Il y avait une barque attachée à un anneau. Il y descendit. Un des hommes la poussa, à l’aide d’une gaffe, entre deux pieux enfoncés dans la vase et qui pointaient hors des roseaux. À chacune des extrémités, Velmot noua les deux bouts d’une grosse corde au milieu de laquelle il fixa un crochet de fer. Ce crochet pendait ainsi à un mètre cinquante au dessus de l’eau.

— C’est fait, dit-il en revenant. Plus besoin de vous. Reprenez l’autre barque, et allez m’attendre à la remise. Je vous y rejoindrai dans trois ou quatre heures, quand Massignac aura dégoisé son affaire, et après une petite conversation un peu brutale avec notre nouveau prisonnier. Et alors on décampera…

Il accompagna ses deux acolytes. Lorsque je le revis vingt minutes plus tard, il tenait un journal à la main. Il le posa sur une petite table qui était devant ma fenêtre même. Puis il s’assit et alluma un cigare. Il me tournait le dos et me cachait la table. Mais, a un moment, il se déplaça et j’aperçus son journal, Le Journal du Soir, qui était plié en largeur et où s’inscrivait, en majuscules qui tenaient toute la largeur de la feuille, ce titre sensationnel :


On connaît la vérité sur les apparitions de Meudon.


Je tressaillis jusqu’au plus profond de mon être. Ainsi, le jeune étudiant n’avait pas menti ! Benjamin Prévotelle avait découvert la vérité et, cette vérité, il avait réussi, en l’espace de quelques heures, à la développer dans le mémoire dont il m’avait parlé, et, à la rendre publique !

Avec quel effort, collé contre la persienne, j’essayai de lire les premières lignes de l’article, les seules qui s’offrissent à moi, étant donné la façon dont le journal était plié ! Et quelle émotion à chaque mot déchiffré !

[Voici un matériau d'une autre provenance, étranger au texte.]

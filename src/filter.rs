use std::marker::PhantomData;

use crate::{
    expr::{
        Expr, IntoExpr, Operand,
        between::{BetweenCondition, BetweenOperator},
        binary::{BinaryCondition, Operator},
        cond::{ConditionKind, Conditions, Conjunction},
        exists::{ExistsCondition, ExistsOperator},
        group::GroupCondition,
        r#in::{InCondition, InList, InOperator},
        unary::{UnaryCondition, UnaryOperator},
    },
    raw::Raw,
    select::SelectQuery,
};

/// Where clauses shared by select, update and delete queries.
///
/// Columns are checked against `Sources`, the tables the query reads from,
/// and values against the column type. The shorthand comparison methods
/// (`where_eq`, `or_where_like`, `where_null`, ...) come from
/// [`BinaryFilter`](crate::BinaryFilter) and [`UnaryFilter`](crate::UnaryFilter).
pub trait Filter: Sized {
    type Sources;

    #[doc(hidden)]
    fn conditions_mut(&mut self) -> &mut Conditions;

    #[doc(hidden)]
    fn where_binary<C, I, V>(
        self,
        conjunction: Conjunction,
        column: C,
        operator: Operator,
        value: V,
    ) -> Self
    where
        C: Operand<Self::Sources, I>,
        V: IntoExpr<C::Value>,
    {
        let binary = BinaryCondition {
            lhs: column.into_operand(),
            operator,
            rhs: value.into_expr(),
        };
        push_condition(self, conjunction, ConditionKind::Binary(binary))
    }

    #[doc(hidden)]
    fn where_unary<C, I>(self, conjunction: Conjunction, column: C, operator: UnaryOperator) -> Self
    where
        C: Operand<Self::Sources, I>,
    {
        let unary = UnaryCondition {
            lhs: column.into_operand(),
            operator,
        };
        push_condition(self, conjunction, ConditionKind::Unary(unary))
    }

    fn where_clause<C, I, V>(self, column: C, operator: Operator, value: V) -> Self
    where
        C: Operand<Self::Sources, I>,
        V: IntoExpr<C::Value>,
    {
        self.where_binary(Conjunction::And, column, operator, value)
    }

    fn or_where_clause<C, I, V>(self, column: C, operator: Operator, value: V) -> Self
    where
        C: Operand<Self::Sources, I>,
        V: IntoExpr<C::Value>,
    {
        self.where_binary(Conjunction::Or, column, operator, value)
    }

    /// Compare two columns of the same type.
    fn where_column<L, IL, R, IR>(self, left: L, operator: Operator, right: R) -> Self
    where
        L: Operand<Self::Sources, IL>,
        R: Operand<Self::Sources, IR, Value = L::Value>,
    {
        let binary = BinaryCondition {
            lhs: left.into_operand(),
            operator,
            rhs: right.into_operand(),
        };
        push_condition(self, Conjunction::And, ConditionKind::Binary(binary))
    }

    fn where_in<C, I, V, L>(self, column: C, values: L) -> Self
    where
        C: Operand<Self::Sources, I>,
        L: IntoIterator<Item = V>,
        V: IntoExpr<C::Value>,
    {
        push_in(self, InOperator::In, column, values)
    }

    fn where_not_in<C, I, V, L>(self, column: C, values: L) -> Self
    where
        C: Operand<Self::Sources, I>,
        L: IntoIterator<Item = V>,
        V: IntoExpr<C::Value>,
    {
        push_in(self, InOperator::NotIn, column, values)
    }

    /// `column in (select ...)`, the subquery selects one value of the
    /// column's type.
    fn where_in_query<C, I, Sc, F>(self, column: C, query: SelectQuery<Sc, F, (C::Value,)>) -> Self
    where
        C: Operand<Self::Sources, I>,
    {
        let condition = InCondition {
            operator: InOperator::In,
            lhs: column.into_operand(),
            rhs: InList::Subquery(Box::new(query.into_ast())),
        };
        push_condition(self, Conjunction::And, ConditionKind::In(condition))
    }

    fn where_between<C, I, L, H>(self, column: C, low: L, high: H) -> Self
    where
        C: Operand<Self::Sources, I>,
        L: IntoExpr<C::Value>,
        H: IntoExpr<C::Value>,
    {
        push_between(self, BetweenOperator::Between, column, low, high)
    }

    fn where_not_between<C, I, L, H>(self, column: C, low: L, high: H) -> Self
    where
        C: Operand<Self::Sources, I>,
        L: IntoExpr<C::Value>,
        H: IntoExpr<C::Value>,
    {
        push_between(self, BetweenOperator::NotBetween, column, low, high)
    }

    fn where_exists<Sc, F, O>(self, query: SelectQuery<Sc, F, O>) -> Self {
        let exists = ExistsCondition {
            operator: ExistsOperator::Exists,
            subquery: Box::new(query.into_ast()),
        };
        push_condition(self, Conjunction::And, ConditionKind::Exists(exists))
    }

    fn where_not_exists<Sc, F, O>(self, query: SelectQuery<Sc, F, O>) -> Self {
        let exists = ExistsCondition {
            operator: ExistsOperator::NotExists,
            subquery: Box::new(query.into_ast()),
        };
        push_condition(self, Conjunction::And, ConditionKind::Exists(exists))
    }

    /// Parenthesized group of conditions, joined with `and`.
    fn where_group<B>(self, build: B) -> Self
    where
        B: FnOnce(WhereGroup<Self::Sources>) -> WhereGroup<Self::Sources>,
    {
        push_group(self, Conjunction::And, build)
    }

    fn or_where_group<B>(self, build: B) -> Self
    where
        B: FnOnce(WhereGroup<Self::Sources>) -> WhereGroup<Self::Sources>,
    {
        push_group(self, Conjunction::Or, build)
    }

    fn where_raw<R: Into<Raw>>(self, raw: R) -> Self {
        push_condition(self, Conjunction::And, ConditionKind::Raw(raw.into()))
    }

    fn or_where_raw<R: Into<Raw>>(self, raw: R) -> Self {
        push_condition(self, Conjunction::Or, ConditionKind::Raw(raw.into()))
    }
}

fn push_condition<T: Filter>(mut filter: T, conjunction: Conjunction, kind: ConditionKind) -> T {
    filter.conditions_mut().push(conjunction, kind);
    filter
}

fn push_in<T, C, I, V, L>(filter: T, operator: InOperator, column: C, values: L) -> T
where
    T: Filter,
    C: Operand<T::Sources, I>,
    L: IntoIterator<Item = V>,
    V: IntoExpr<C::Value>,
{
    let values: Vec<Expr> = values.into_iter().map(|value| value.into_expr()).collect();
    let condition = InCondition {
        operator,
        lhs: column.into_operand(),
        rhs: InList::Values(values),
    };
    push_condition(filter, Conjunction::And, ConditionKind::In(condition))
}

fn push_between<T, C, I, L, H>(filter: T, operator: BetweenOperator, column: C, low: L, high: H) -> T
where
    T: Filter,
    C: Operand<T::Sources, I>,
    L: IntoExpr<C::Value>,
    H: IntoExpr<C::Value>,
{
    let between = BetweenCondition {
        lhs: column.into_operand(),
        low: low.into_expr(),
        high: high.into_expr(),
        operator,
    };
    push_condition(filter, Conjunction::And, ConditionKind::Between(between))
}

fn push_group<T, B>(filter: T, conjunction: Conjunction, build: B) -> T
where
    T: Filter,
    B: FnOnce(WhereGroup<T::Sources>) -> WhereGroup<T::Sources>,
{
    let group = build(WhereGroup::new());
    // an empty group would render as `()`
    if group.conditions.is_empty() {
        return filter;
    }
    let group = GroupCondition {
        conditions: group.conditions,
    };
    push_condition(filter, conjunction, ConditionKind::Group(group))
}

/// Conditions collected inside `where_group`.
pub struct WhereGroup<F> {
    conditions: Conditions,
    _sources: PhantomData<fn() -> F>,
}

impl<F> WhereGroup<F> {
    pub(crate) fn new() -> Self {
        Self {
            conditions: Conditions::default(),
            _sources: PhantomData,
        }
    }

    pub(crate) fn into_conditions(self) -> Conditions {
        self.conditions
    }
}

impl<F> Filter for WhereGroup<F> {
    type Sources = F;

    fn conditions_mut(&mut self) -> &mut Conditions {
        &mut self.conditions
    }
}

Ce journal, grâce auquel me fut révélée une partie, tout au moins, du grand mystère, je l’ai gardé précieusement. Avant de reproduire le fameux mémoire publié le matin par Benjamin Prévotelle, il s’exprimait en ces termes :

« Oui, le problème fantastique est résolu. Un de nos confrères a fait paraître ce matin, sous forme de « Lettre ouverte à l’Académie des Sciences », le mémoire le plus sobre, le plus lumineux et le plus convaincant qu’il soit possible d’imaginer. Nous ignorons si la science officielle accédera aux conclusions du rapport, mais nous doutons que les objections, si graves qu’elles soient, et qui toutes, d’ailleurs, sont loyalement exposées, puissent être assez fortes pour démolir l’hypothèse qui nous est offerte. Les arguments sont de ceux qu’on ne rétorque pas. Les preuves sont de celles qui vous obligent à croire. Et, ce qui double la valeur de cette admirable hypothèse, c’est qu’elle ne semble pas seulement inattaquable, mais encore qu’elle nous ouvre les horizons les plus vastes et les plus merveilleux. La découverte de Noël Dorgeroux, en effet, n’est plus limitée à ce qu’elle est et à ce qu’elle paraît être. Elle comporte des conséquences qu’il est impossible de prévoir. Elle est appelée à bouleverser toutes nos notions sur le passé de l’humanité, et toutes nos conceptions sur son avenir. Il n’y a pas, depuis l’origine du monde, un événement qui puisse être comparé à celui-là. Et c’est à la fois l’événement le plus incompréhensible et le plus naturel, le plus complexe et le plus simple. Un grand savant, à force de réfléchir, eût pu l’annoncer à l’univers. C’est presque un enfant qui, par intuition géniale autant que par observation intelligente, a conquis cette gloire inestimable. Voici quelques renseignements recueillis au cours d’une interview qu’a bien voulu nous accorder Benjamin Prévotelle. Nous nous excusons de n’avoir point plus de détails à fournir à son sujet. Comment en serait-il autrement ? Benjamin Prévotelle a vingt-trois ans. Nous donnerons… »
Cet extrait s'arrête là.